A somewhat remarkable feature of Anglo-Saxon dress of the eighth
century was the long super-tunic with long sleeves, worn in travelling
or during cold weather. The sleeves not only cover the hands, but
reach considerably below the tips of the fingers. The sleeves worn by
the Chinese mandarins at the present time are identical with the long
sleeves of the Anglo-Saxon period.

The tunic, so far as women's dress is concerned, may be said to have
finally disappeared by the time of the Tudors, when a woman's dress
consisted of kirtle or petticoat, and bodice or stomacher. Indeed, the
tunic proper may be said to have disappeared with the general change
which came about in costume immediately after the Norman Conquest,
the Saxon word "gunna" and the Norman "surcoat" better describing the
dresses of that period.

The term "tunic" is also applied to the military surcoat of the present
time, this article of military costume, however, bearing no sort of
affinity to the original tunic.

An important adjunct of the tunic was the girdle, by which the garment
was looped up and confined within reasonable limits. In the case of the
men, as Strutt observes, it served a double purpose, that of confining
the tunic, and supporting the sword.

Girdles were of various kinds--a sash of silk or other materials; or
formed of leather, either a simple thong or ornamented in various ways;
or of different cloths, richly embroidered and studded with jewels; or
of metal. The girdle of Charlemagne was composed of gold and silver.
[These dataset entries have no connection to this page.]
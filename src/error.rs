//! Error types for timetable construction.

use thiserror::Error;

use crate::validation::ValidationError;

/// Errors raised while building meeting patterns, courses, or catalogs.
///
/// The solver itself never fails: an infeasible request yields an empty
/// sequence of schedules.
#[derive(Debug, Clone, PartialEq, Error)]
pub enum ScheduleError {
    /// A time string is not `H:MM` (24-hour, minutes 00-59, before 24:00).
    #[error("malformed time '{0}': expected H:MM in 24-hour form")]
    MalformedTime(String),

    /// Start time falls after end time.
    #[error("start time {start} is after end time {end}")]
    InvertedTimeRange { start: String, end: String },

    /// A day symbol outside `MTWRFS`.
    #[error("unknown meeting day '{0}'")]
    UnknownDay(char),

    /// A declared component has no candidate sections.
    #[error("course '{course}': component '{component}' has no candidate sections")]
    EmptyComponent { course: String, component: String },

    /// A component is declared without sections, or sections are supplied
    /// for a component that was never declared.
    #[error("course '{course}': component '{component}' is not both declared and supplied")]
    UnknownComponent { course: String, component: String },

    /// The same component type is declared twice.
    #[error("course '{course}': component '{component}' declared more than once")]
    DuplicateComponent { course: String, component: String },

    /// Catalog lookup of a course that does not exist.
    #[error("unknown course '{0}'")]
    UnknownCourse(String),

    /// Cross-course validation failed.
    #[error("invalid course input: {} problem(s)", .0.len())]
    Invalid(Vec<ValidationError>),
}

/// Result type alias for timetable operations.
pub type Result<T> = std::result::Result<T, ScheduleError>;

#[cfg(test)]
mod tests {
    use super::*;
    use crate::validation::ValidationErrorKind;

    #[test]
    fn test_display_messages() {
        let e = ScheduleError::MalformedTime("9h30".into());
        assert_eq!(
            e.to_string(),
            "malformed time '9h30': expected H:MM in 24-hour form"
        );

        let e = ScheduleError::EmptyComponent {
            course: "CS 61A".into(),
            component: "DIS".into(),
        };
        assert!(e.to_string().contains("CS 61A"));
        assert!(e.to_string().contains("DIS"));
    }

    #[test]
    fn test_invalid_counts_problems() {
        let e = ScheduleError::Invalid(vec![
            ValidationError::new(ValidationErrorKind::DuplicateId, "a"),
            ValidationError::new(ValidationErrorKind::ForeignSection, "b"),
        ]);
        assert_eq!(e.to_string(), "invalid course input: 2 problem(s)");
    }
}
//! Check-dict command implementation

use crate::config::CliConfig;
use crate::error::CliError;
use anyhow::{Context, Result};
use clap::Args;
use glossa_core::{Direction, DictionaryLoader, LoadReport, MalformedEntryPolicy};
use std::io::{self, Write};
use std::path::PathBuf;

/// Arguments for the check-dict command
#[derive(Debug, Args)]
pub struct CheckDictArgs {
    /// Dictionary file to validate (defaults to the configured one)
    #[arg(short, long, value_name = "FILE")]
    pub dictionary: Option<PathBuf>,

    /// Check the dictionary as used for reverse lookups
    #[arg(short, long)]
    pub reverse: bool,
}

impl CheckDictArgs {
    /// Execute the check-dict command
    pub fn execute(&self, config: &CliConfig) -> Result<()> {
        let path = self
            .dictionary
            .clone()
            .unwrap_or_else(|| config.paths.dictionary.clone());
        let direction = if self.reverse {
            Direction::Reverse
        } else {
            config.translation.direction
        };

        let loader = DictionaryLoader::new()
            .direction(direction)
            .malformed_entries(MalformedEntryPolicy::Skip);
        let (dictionary, report) = loader
            .load_file_with_report(&path)
            .with_context(|| format!("Failed to load dictionary: {}", path.display()))?;

        let stdout = io::stdout();
        let mut out = stdout.lock();
        writeln!(out, "Checking dictionary: {}", path.display())?;
        write_report(&mut out, dictionary.len(), &report)?;
        verdict(&mut out, &report)
    }
}

/// Write a human-readable summary of a dictionary load
pub fn write_report<W: Write>(out: &mut W, unique_keys: usize, report: &LoadReport) -> Result<()> {
    writeln!(out, "  Entries:           {}", report.entries)?;
    writeln!(out, "  Unique keys:       {unique_keys}")?;
    writeln!(out, "  Blank lines:       {}", report.skipped_blank)?;
    writeln!(out, "  Incomplete lines:  {}", report.skipped_incomplete)?;
    writeln!(out, "  Malformed lines:   {}", report.skipped_malformed)?;
    Ok(())
}

/// Write the outcome line, failing when the report shows malformed lines
pub fn verdict<W: Write>(out: &mut W, report: &LoadReport) -> Result<()> {
    if report.skipped_malformed > 0 {
        writeln!(out, "✗ Dictionary has malformed lines")?;
        return Err(CliError::InvalidDictionary(format!(
            "{} line(s) without a comma",
            report.skipped_malformed
        ))
        .into());
    }
    writeln!(out, "✓ Dictionary is valid!")?;
    Ok(())
}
    "A girdel ful riche for the nanes
    Of perry and of precious stanes."

            _Ywaine and Gawin._

The Imperial girdle of the Holy Roman Empire was woven in silk and
gold, having a woven inscription upon the narrow border, and clasped by
means of a heavy gilt buckle.

It is recorded that upon the return of Henry VI. to England after his
coronation in France in 1432 the Lord Mayor of London rode to meet him
at Eltham, "being arrayed in crimson velvet, a great velvet hat furred,
a girdle of gold about his middle, and a baldrick of gold about his
neck trailing down behind him."

Numerous fine examples of the girdle occur among the early brasses. It
was used also by both sexes for the purpose of suspending or sustaining
the pouch or purse which was invariably worn during the Middle Ages, as
it was the only form of pocket--

    "And by his gurdil hyng a purs of lethir,
    Tassid with silk, and perled with latoun."

            _Miller's Tale._

The name "cut-purse" applied to thieves is derived from the
circumstance of the leather thongs which attached the pouch to the
girdle being slit with a knife.

       *       *       *       *       *

Some few years ago a movement, having its origin, singularly enough,
in the United States, above all places, was instituted for the purpose
of inducing the modern Greeks to adopt the ancient costume of their
forefathers, several prominent Americans masquerading in the streets
of Athens in tunic and peplum. The only result of the movement was to
create a diversion amongst the inhabitants, who probably regarded their
would-be instructors as harmless lunatics. The result was, indeed,
inevitable; such sentimental movements are predestined to failure.
A national costume is of slow growth; it is the natural outcome of
the general habits, mode of thought, and temper of a people. It is as
impossible to bring about a sudden change in dress as it is to create a
new style of architecture.

       *       *       *       *       *

At the annual congress of Prussian female elementary school teachers
held recently at Altona, some interesting papers were read which are
germane to this subject of costume, and which serve to show that some
of the continental peoples are more alive to the importance of this
subject than we are. We give a short _résumé_ which appeared in the
pages of the _Daily Chronicle_ a short while ago. The italics are ours.

"School-Inspector Muller urged the necessity of reform of children's
clothes, stating _that the human body is a most magnificent work of art
which is frequently maltreated with corsets and other tightly fitting

"Fraulein Lischnevska, of Spandau, said a return must be made to the
pure art of the ancient Greeks. During gymnastic exercises children
must be naked, and only immoral persons would regard this as immoral.
This remark was greeted with a storm of applause.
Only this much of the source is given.